Assets such as property may increase or decrease in market value, but this need not be reflected in the accounts unless the asset is disposed of (in which case the proceeds will need to be included).
Dore observes that most shareholders in a listed company will be other capitalist mangers the managers of pension funds, merchant banks, insurance companies and investment funds (Dore 2000: 13). Their incentives are bonuses which depend on the performance of their portfolios and this may create a short-termist view. It has been suggested that in some cases financial statements have not been probed adequately by analysts, contributing to artificially high share prices (Sahlman 2002: 96), and this is a contributory factor in some of the scandals explored in section 5 (ibid).
Shareholder involvement and monitoring vary between different countries, and can impact on compensation.
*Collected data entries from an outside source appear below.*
// ABOUTME: Builds the tar context of the volume-init image that emulates bind mounts.
// ABOUTME: Snapshots each host tree, resolving symlinks without leaving the volume root.

use super::fs::{EntryKind, Filesystem};
use crate::config::BindMount;
use crate::diagnostics::Warning;
use crate::types::ImageRef;
use std::collections::{BTreeSet, VecDeque};
use std::ffi::OsString;
use std::io;
use std::path::{Component, Path, PathBuf};

/// Symlink hops allowed while resolving one path.
const MAX_SYMLINK_HOPS: usize = 40;

const DATA_DIR: &str = "data";
const IMAGE_DATA_DIR: &str = "/app/data";
const MOUNT_DIR: &str = "/mnt";

/// Name of the Nth (zero-based) emulated volume, shared by the image and the Pod.
pub fn volume_name(index: usize) -> String {
    format!("vol{}", index + 1)
}

/// Where the init container mounts the Nth volume.
pub fn init_mount_path(index: usize) -> String {
    format!("{}/{}", MOUNT_DIR, volume_name(index))
}

/// The subPath of the volume holding the snapshot.
pub const SNAPSHOT_SUBPATH: &str = "root";

/// A tar build context ready for `ImageOps::build_image`.
#[derive(Debug)]
pub struct BuildContext {
    pub archive: Vec<u8>,
    pub dockerfile: String,
    pub warnings: Vec<Warning>,
}

/// Dockerfile copying each snapshot into the image and out into the volumes at start.
pub fn dockerfile(base_image: &ImageRef, volume_count: usize) -> String {
    let mut lines = vec![format!("FROM {}", base_image)];
    let mut copies = Vec::new();
    for index in 0..volume_count {
        let name = volume_name(index);
        lines.push(format!(
            "COPY {DATA_DIR}/{name} {IMAGE_DATA_DIR}/{name}"
        ));
        copies.push(format!(
            "cp -a {IMAGE_DATA_DIR}/{name}/{SNAPSHOT_SUBPATH} {}/",
            init_mount_path(index)
        ));
    }
    let script = if copies.is_empty() {
        "true".to_string()
    } else {
        copies.join(" && ")
    };
    lines.push(format!(
        "ENTRYPOINT [\"/bin/sh\", \"-c\", \"{}\"]",
        script.replace('"', "\\\"")
    ));
    lines.join("\n") + "\n"
}

/// Snapshot every bind mount into a build context.
///
/// Entries that cannot be read become empty directories and are reported as
/// warnings instead of failing the build.
pub fn build_context(
    fs: &dyn Filesystem,
    mounts: &[BindMount],
    base_image: &ImageRef,
) -> io::Result<BuildContext> {
    let mut snapshot = Snapshot {
        fs,
        builder: tar::Builder::new(Vec::new()),
        warnings: Vec::new(),
    };

    for (index, mount) in mounts.iter().enumerate() {
        let root = follow_root(fs, &normalize(&mount.host_path));
        let archive_root = PathBuf::from(DATA_DIR).join(volume_name(index));
        snapshot.append_dir(&archive_root, 0o755)?;

        let target = archive_root.join(SNAPSHOT_SUBPATH);
        let mut ancestors = BTreeSet::new();
        snapshot.add_entry(&root, &root, &target, &mut ancestors)?;
    }

    let dockerfile = dockerfile(base_image, mounts.len());
    let mut header = tar::Header::new_gnu();
    header.set_size(dockerfile.len() as u64);
    header.set_mode(0o644);
    snapshot
        .builder
        .append_data(&mut header, "Dockerfile", dockerfile.as_bytes())?;

    Ok(BuildContext {
        archive: snapshot.builder.into_inner()?,
        dockerfile,
        warnings: snapshot.warnings,
    })
}

struct Snapshot<'a> {
    fs: &'a dyn Filesystem,
    builder: tar::Builder<Vec<u8>>,
    warnings: Vec<Warning>,
}

impl Snapshot<'_> {
    /// Add `path` (inside `root`) to the archive at `target`.
    fn add_entry(
        &mut self,
        root: &Path,
        path: &Path,
        target: &Path,
        ancestors: &mut BTreeSet<PathBuf>,
    ) -> io::Result<()> {
        let resolved = match self.fs.entry_kind(path) {
            Ok(EntryKind::Symlink) => match resolve_in_root(self.fs, root, path) {
                Ok(resolved) => resolved,
                Err(reason) => return self.degrade(path, target, &reason),
            },
            Ok(_) => path.to_path_buf(),
            Err(e) => return self.degrade(path, target, &e.to_string()),
        };

        match self.fs.entry_kind(&resolved) {
            Ok(EntryKind::File { mode }) => match self.fs.read_file(&resolved) {
                Ok(content) => {
                    let mut header = tar::Header::new_gnu();
                    header.set_size(content.len() as u64);
                    header.set_mode(mode);
                    self.builder
                        .append_data(&mut header, target, content.as_slice())
                }
                Err(e) => self.degrade(path, target, &e.to_string()),
            },
            Ok(EntryKind::Dir { mode }) => {
                if !ancestors.insert(resolved.clone()) {
                    return self.degrade(path, target, "symlink loop");
                }
                let result = self.add_dir(root, &resolved, target, mode, ancestors);
                ancestors.remove(&resolved);
                result
            }
            Ok(EntryKind::Symlink) => self.degrade(path, target, "unresolved symlink"),
            Ok(EntryKind::Other) => self.degrade(path, target, "unsupported file type"),
            Err(e) => self.degrade(path, target, &e.to_string()),
        }
    }

    fn add_dir(
        &mut self,
        root: &Path,
        dir: &Path,
        target: &Path,
        mode: u32,
        ancestors: &mut BTreeSet<PathBuf>,
    ) -> io::Result<()> {
        let children = match self.fs.read_dir(dir) {
            Ok(children) => children,
            Err(e) => return self.degrade(dir, target, &e.to_string()),
        };
        self.append_dir(target, mode)?;
        for child in children {
            let Some(name) = child.file_name() else {
                continue;
            };
            let child_target = target.join(name);
            self.add_entry(root, &child, &child_target, ancestors)?;
        }
        Ok(())
    }

    fn append_dir(&mut self, target: &Path, mode: u32) -> io::Result<()> {
        let mut header = tar::Header::new_gnu();
        header.set_entry_type(tar::EntryType::Directory);
        header.set_size(0);
        header.set_mode(mode);
        self.builder.append_data(&mut header, target, io::empty())
    }

    fn degrade(&mut self, path: &Path, target: &Path, reason: &str) -> io::Result<()> {
        self.warnings.push(Warning::volume_entry_degraded(format!(
            "{} replaced by an empty directory: {}",
            path.display(),
            reason
        )));
        self.append_dir(target, 0o755)
    }
}

#[derive(Debug, Clone)]
enum Part {
    Current,
    Parent,
    Name(OsString),
}

fn parts(path: &Path) -> impl Iterator<Item = Part> + '_ {
    path.components().filter_map(|c| match c {
        Component::CurDir => Some(Part::Current),
        Component::ParentDir => Some(Part::Parent),
        Component::Normal(name) => Some(Part::Name(name.to_os_string())),
        Component::RootDir | Component::Prefix(_) => None,
    })
}

/// Resolve symlink `link` (inside `root`) component by component, failing when
/// any step leaves `root`. The result is never a symlink.
fn resolve_in_root(fs: &dyn Filesystem, root: &Path, link: &Path) -> Result<PathBuf, String> {
    let outside = |p: &Path| format!("symlink target {} is outside {}", p.display(), root.display());

    let relative = link.strip_prefix(root).map_err(|_| outside(link))?;
    let mut resolved: Vec<OsString> = parts(relative)
        .filter_map(|p| match p {
            Part::Name(name) => Some(name),
            _ => None,
        })
        .collect();
    let mut queue: VecDeque<Part> = VecDeque::new();
    // Re-walking the link's own last component triggers the first hop.
    if let Some(last) = resolved.pop() {
        queue.push_back(Part::Name(last));
    }

    let mut hops = 0;
    while let Some(part) = queue.pop_front() {
        match part {
            Part::Current => {}
            Part::Parent => {
                if resolved.pop().is_none() {
                    return Err(outside(link));
                }
            }
            Part::Name(name) => {
                resolved.push(name);
                let current: PathBuf = root.join(resolved.iter().collect::<PathBuf>());
                let kind = fs.entry_kind(&current).map_err(|e| e.to_string())?;
                if kind != EntryKind::Symlink {
                    continue;
                }

                hops += 1;
                if hops > MAX_SYMLINK_HOPS {
                    return Err("too many levels of symbolic links".to_string());
                }
                let target = fs.read_link(&current).map_err(|e| e.to_string())?;
                resolved.pop();

                let mut next: VecDeque<Part> = if target.is_absolute() {
                    let target = normalize(&target);
                    let inside = target.strip_prefix(root).map_err(|_| outside(&target))?;
                    resolved.clear();
                    parts(inside).collect()
                } else {
                    parts(&target).collect()
                };
                next.extend(queue.drain(..));
                queue = next;
            }
        }
    }

    Ok(root.join(resolved.iter().collect::<PathBuf>()))
}

/// The host path of a bind mount may itself be a symlink; the daemon follows it.
fn follow_root(fs: &dyn Filesystem, root: &Path) -> PathBuf {
    let mut current = root.to_path_buf();
    for _ in 0..MAX_SYMLINK_HOPS {
        if !matches!(fs.entry_kind(&current), Ok(EntryKind::Symlink)) {
            break;
        }
        let Ok(target) = fs.read_link(&current) else {
            break;
        };
        current = match current.parent() {
            Some(parent) if target.is_relative() => normalize(&parent.join(target)),
            _ => normalize(&target),
        };
    }
    current
}

/// Lexically remove `.` and `..` from an absolute path.
fn normalize(path: &Path) -> PathBuf {
    let mut out = PathBuf::new();
    for component in path.components() {
        match component {
            Component::CurDir => {}
            Component::ParentDir => {
                out.pop();
            }
            other => out.push(other.as_os_str()),
        }
    }
    out
}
Ossinger (2006) compares the US and UK compensation levels, observing that the former are considerably higher, attributing this to the more active monitoring of companies by shareholders, and UK regulations introduced in 2002 allowing shareholders to vote annually on executive compensation.

Ossinger notes that a smaller proportion of UK compensation is bonuses and long-term incentives, but that higher demands are made of executives before they receive these rewards.
The US corporate sector appears to be moving towards tighter regulation, due in part to scandals such as Enron. It is notable that the UK sector's higher level of regulation resulted partly due to legislative response in the wake of several high profile cases in the early 1990s, notably the collapse of the Bank of Credit and Commerce International (BCCI) and the Maxwell Group.


3The Competitive Environment
The competitive environment has two main effects on manager compensation and behaviour. Firstly, there is the area of business operations, and whether a focus on share price is consistent with being able to act in the company's best interests. Secondly, it offers opportunities for the individual which may encourage movement from one company to another

3.1Strategy
Porter's work on business strategy focuses on how firms can achieve competitive advantage in the market place. His five forces theory (1979) considers how the influences of supplier and customer power, potential substitute products, degree of rivalry between firms and barriers to entry to the market might shape strategic approach.
Buyers and suppliers have a significant impact on turnover and cost of sales: if these parties are powerful, selling price is minimised and buying costs maximised, impacting on the bottom line of the accounts and hence share price. Furthermore, the more powerful these parties, the less control the organisation may be seen to have over its operations, and its business will be seen by investors as more of a risk because of this.